When I started Autcraft, I did so to help out the parents on social media that cried out for someplace that their autistic children could play together without the fear of bullying or torment. On June 23rd, I told a small number of those parent and within two days, I received over 750 emails.

That was when I realized just how big this bullying problem really is.

Since then, Autcraft has kept thousands of children safe from bullies. But that’s not all. That’s just the start.

Children came to the server shy, scared and unsure of what to expect. Many didn’t speak in public chat for quite some time. You could say that it went as most people would expect of children that struggle with communication and social structures. Anxiety, fear and shyness were the foundation that most new players started their experience on the server with.

What happened from there is truly amazing.

The players opened up to each other. They supported each other, they shared with each other, praised each other, encouraged each other and lifted each other higher. They did these things because they knew that there would be no one there to push them back down again.
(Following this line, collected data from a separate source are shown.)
// Session identity handling. The native shell owns the key-value store that
// holds the auth token, the user id and the stringified profile document;
// this module only reads it — logout never touches the file.

use std::path::Path;
use std::sync::Arc;

use anyhow::Context as _;
use serde::Deserialize;

use super::{AppCore, Session};
use crate::state::{AuthState, BusyState, Participant, Role};
use crate::transport::http::RestTransport;
use crate::transport::ChatTransport;

const SESSION_FILE: &str = "session.json";

#[derive(Debug, Default, Deserialize)]
#[serde(default)]
struct SessionFile {
    auth_token: Option<String>,
    user_id: Option<String>,
    /// The shell stores the profile as a JSON-serialized string, not a
    /// nested object; it is parsed in a second step.
    user_profile: Option<String>,
}

#[derive(Debug, Default, Deserialize)]
#[serde(default)]
struct ProfileDoc {
    role: Option<String>,
    name: Option<String>,
    avatar: Option<String>,
}

pub(super) struct SessionIdentity {
    pub(super) token: String,
    pub(super) user: Participant,
}

/// Resolve the stored identity. `Ok(None)` means no (or an incomplete)
/// identity is stored — a normal state, not an error. `Err` means the store
/// exists but cannot be read.
pub(super) fn load_session(data_dir: &str) -> anyhow::Result<Option<SessionIdentity>> {
    let path = Path::new(data_dir).join(SESSION_FILE);
    let bytes = match std::fs::read(&path) {
        Ok(b) => b,
        Err(e) if e.kind() == std::io::ErrorKind::NotFound => return Ok(None),
        Err(e) => return Err(e).context("reading session store"),
    };
    let file: SessionFile =
        serde_json::from_slice(&bytes).context("parsing session store")?;

    let Some(token) = file.auth_token.filter(|t| !t.trim().is_empty()) else {
        return Ok(None);
    };
    let Some(user_id) = file.user_id.filter(|id| !id.trim().is_empty()) else {
        return Ok(None);
    };
    let Some(raw_profile) = file.user_profile else {
        return Ok(None);
    };
    let profile: ProfileDoc =
        serde_json::from_str(&raw_profile).context("parsing profile document")?;
    let Some(role_name) = profile.role else {
        return Ok(None);
    };
    let Some(role) = Role::from_wire(&role_name) else {
        anyhow::bail!("unknown role {role_name:?} in profile");
    };

    Ok(Some(SessionIdentity {
        token,
        user: Participant {
            id: user_id,
            role,
            name: profile.name.unwrap_or_default(),
            avatar_url: profile.avatar,
        },
    }))
}

impl AppCore {
    pub(super) fn restore_session(&mut self) {
        self.set_busy(|b| b.restoring_session = true);

        let identity = match load_session(&self.data_dir) {
            Ok(Some(identity)) => identity,
            Ok(None) => {
                // No stored identity: stay logged out quietly. The shell
                // shows the login screen; nothing here may throw or toast.
                tracing::debug!("no stored session identity");
                self.set_busy(|b| b.restoring_session = false);
                return;
            }
            Err(e) => {
                // Corrupt session storage reads as logged out; the login
                // flow owns rewriting it.
                tracing::warn!("session restore failed: {e:#}");
                self.set_busy(|b| b.restoring_session = false);
                return;
            }
        };

        // Re-login replaces any live conversation wholesale.
        self.close_conversation();

        let override_transport = match self.transport_override.read() {
            Ok(g) => g.clone(),
            Err(poison) => poison.into_inner().clone(),
        };
        let transport: Arc<dyn ChatTransport> = match override_transport {
            Some(t) => t,
            None => Arc::new(RestTransport::new(
                self.api_base_url(),
                self.socket_url(),
                identity.token.clone(),
            )),
        };

        tracing::info!(
            user = %identity.user.id,
            role = identity.user.role.wire_name(),
            "session restored"
        );
        self.session = Some(Session {
            user: identity.user.clone(),
            transport,
        });
        self.state.auth = AuthState::LoggedIn {
            user: identity.user,
        };
        self.set_busy(|b| b.restoring_session = false);
        self.emit_auth();
        self.refresh_conversations();
    }

    pub(super) fn logout(&mut self) {
        self.teardown_conversation();
        self.session = None;
        self.last_read_ms.clear();
        self.directory_token = self.directory_token.wrapping_add(1);
        self.state.auth = AuthState::LoggedOut;
        self.state.conversations = vec![];
        self.state.busy = BusyState::idle();
        self.emit_auth();
        self.emit_busy();
        self.emit_conversations();
        self.emit_current_conversation();
    }
}
use async_trait::async_trait;

use crate::state::Role;

use super::{
    socket, ChatTransport, DirectoryEntry, DirectoryEntryDto, MessageDto, PushAuth, PushHandle,
    SendAck, SendMessageRequest, TransportError, WireMessage,
};

/// Production transport: REST over `reqwest` for the pull side, a JSON
/// websocket (see [`socket`]) for the push side.
pub struct RestTransport {
    http: reqwest::Client,
    api_base_url: String,
    socket_url: String,
    token: String,
}

impl RestTransport {
    pub fn new(
        api_base_url: impl Into<String>,
        socket_url: impl Into<String>,
        token: impl Into<String>,
    ) -> Self {
        let api_base_url = api_base_url.into().trim_end_matches('/').to_string();
        Self {
            http: reqwest::Client::new(),
            api_base_url,
            socket_url: socket_url.into(),
            token: token.into(),
        }
    }

    fn url(&self, path: &str) -> String {
        format!("{}{}", self.api_base_url, path)
    }
}

fn network(err: reqwest::Error) -> TransportError {
    TransportError::Network(err.to_string())
}

fn decode(err: reqwest::Error) -> TransportError {
    TransportError::Decode(err.to_string())
}

fn check_status(resp: &reqwest::Response) -> Result<(), TransportError> {
    let status = resp.status();
    if status.is_success() {
        Ok(())
    } else {
        Err(TransportError::Status {
            status: status.as_u16(),
        })
    }
}

#[async_trait]
impl ChatTransport for RestTransport {
    async fn fetch_history(
        &self,
        self_id: &str,
        other_id: &str,
    ) -> Result<Vec<WireMessage>, TransportError> {
        let resp = self
            .http
            .get(self.url("/chats"))
            .query(&[("user1", self_id), ("user2", other_id)])
            .bearer_auth(&self.token)
            .send()
            .await
            .map_err(network)?;
        check_status(&resp)?;
        let rows: Vec<MessageDto> = resp.json().await.map_err(decode)?;
        Ok(rows.into_iter().filter_map(MessageDto::into_wire).collect())
    }

    async fn post_message(
        &self,
        request: SendMessageRequest,
    ) -> Result<SendAck, TransportError> {
        let resp = self
            .http
            .post(self.url("/chats"))
            .bearer_auth(&self.token)
            .json(&serde_json::json!({
                "sender": request.sender,
                "receiver": request.receiver,
                "message": request.message,
            }))
            .send()
            .await
            .map_err(network)?;
        check_status(&resp)?;
        // The backend either echoes the created row or answers with a bare
        // acknowledgment; only a row carrying `_id` counts as the former.
        let body: serde_json::Value = resp.json().await.map_err(decode)?;
        let message = serde_json::from_value::<MessageDto>(body)
            .ok()
            .and_then(MessageDto::into_wire);
        Ok(SendAck { message })
    }

    async fn fetch_directory(&self, role: Role) -> Result<Vec<DirectoryEntry>, TransportError> {
        let resp = self
            .http
            .get(self.url(&format!("/users/role/{}", role.wire_name())))
            .bearer_auth(&self.token)
            .send()
            .await
            .map_err(network)?;
        check_status(&resp)?;
        let rows: Vec<DirectoryEntryDto> = resp.json().await.map_err(decode)?;
        Ok(rows.into_iter().map(DirectoryEntryDto::into_entry).collect())
    }

    fn open_push(
        &self,
        runtime: &tokio::runtime::Handle,
        auth: PushAuth,
        room_id: &str,
    ) -> PushHandle {
        socket::open_push_channel(runtime, self.socket_url.clone(), auth, room_id.to_string())
    }
}
/// Platform-native logging initialization.
///
/// - iOS: tracing-oslog → Apple unified logging (os_log) + file fallback
/// - Android: paranoid-android → logcat
/// - Tests / desktop: tracing-subscriber::fmt → stderr
///
/// Called once at the start of `FfiApp::new()`, before anything else.
///
/// On iOS the file fallback writes to `<data_dir>/farmlink.log` so logs stay
/// retrievable from the simulator filesystem even if os_log filtering hides
/// them.
pub fn init_logging(#[allow(unused)] data_dir: &str) {
    #[cfg(target_os = "ios")]
    {
        use tracing_subscriber::prelude::*;

        let os_log = tracing_oslog::OsLogger::new("com.farmlink.app", "default");

        let log_path = std::path::Path::new(data_dir).join("farmlink.log");
        let _ = std::fs::create_dir_all(data_dir);
        let env_filter =
            tracing_subscriber::EnvFilter::new("farmlink_core=debug,tungstenite=info,info");

        let file_layer = if let Ok(file) = std::fs::OpenOptions::new()
            .create(true)
            .append(true)
            .open(&log_path)
        {
            Some(
                tracing_subscriber::fmt::layer()
                    .with_writer(std::sync::Mutex::new(file))
                    .with_ansi(false)
                    .with_target(true),
            )
        } else {
            None
        };

        let _ = tracing_subscriber::registry()
            .with(env_filter)
            .with(os_log)
            .with(file_layer)
            .try_init();
    }

    #[cfg(target_os = "android")]
    {
        use tracing_subscriber::prelude::*;

        let android_layer = paranoid_android::layer("farmlink").with_filter(
            tracing_subscriber::EnvFilter::new("farmlink_core=debug,tungstenite=info,info"),
        );

        let _ = tracing_subscriber::registry().with(android_layer).try_init();
    }

    #[cfg(not(any(target_os = "ios", target_os = "android")))]
    {
        let _ = tracing_subscriber::fmt()
            .with_env_filter(
                tracing_subscriber::EnvFilter::try_from_default_env()
                    .unwrap_or_else(|_| "farmlink_core=debug,info".into()),
            )
            .try_init();
    }
}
no fearFor the first time in their lives, they were free from the burden of fear. No longer afraid to be bullied or judged or embarrassed or even to fail, these kids felt safe enough to share who they are, what they like, what they think and they even felt safe enough to make mistakes. They weren’t afraid to spell things wrong or to say the wrong thing. They weren’t afraid to admit that they were interested in things that people elsewhere might tease them for.

As they spoke up more and more, their reading and writing improved, manners improved, their control over their emotions improved, they worked together to solve problems and learned from each other… the progress that they made baffled their therapists.

Many people credit me for this as I am the creator of the server but the truth is that there are many factors to consider.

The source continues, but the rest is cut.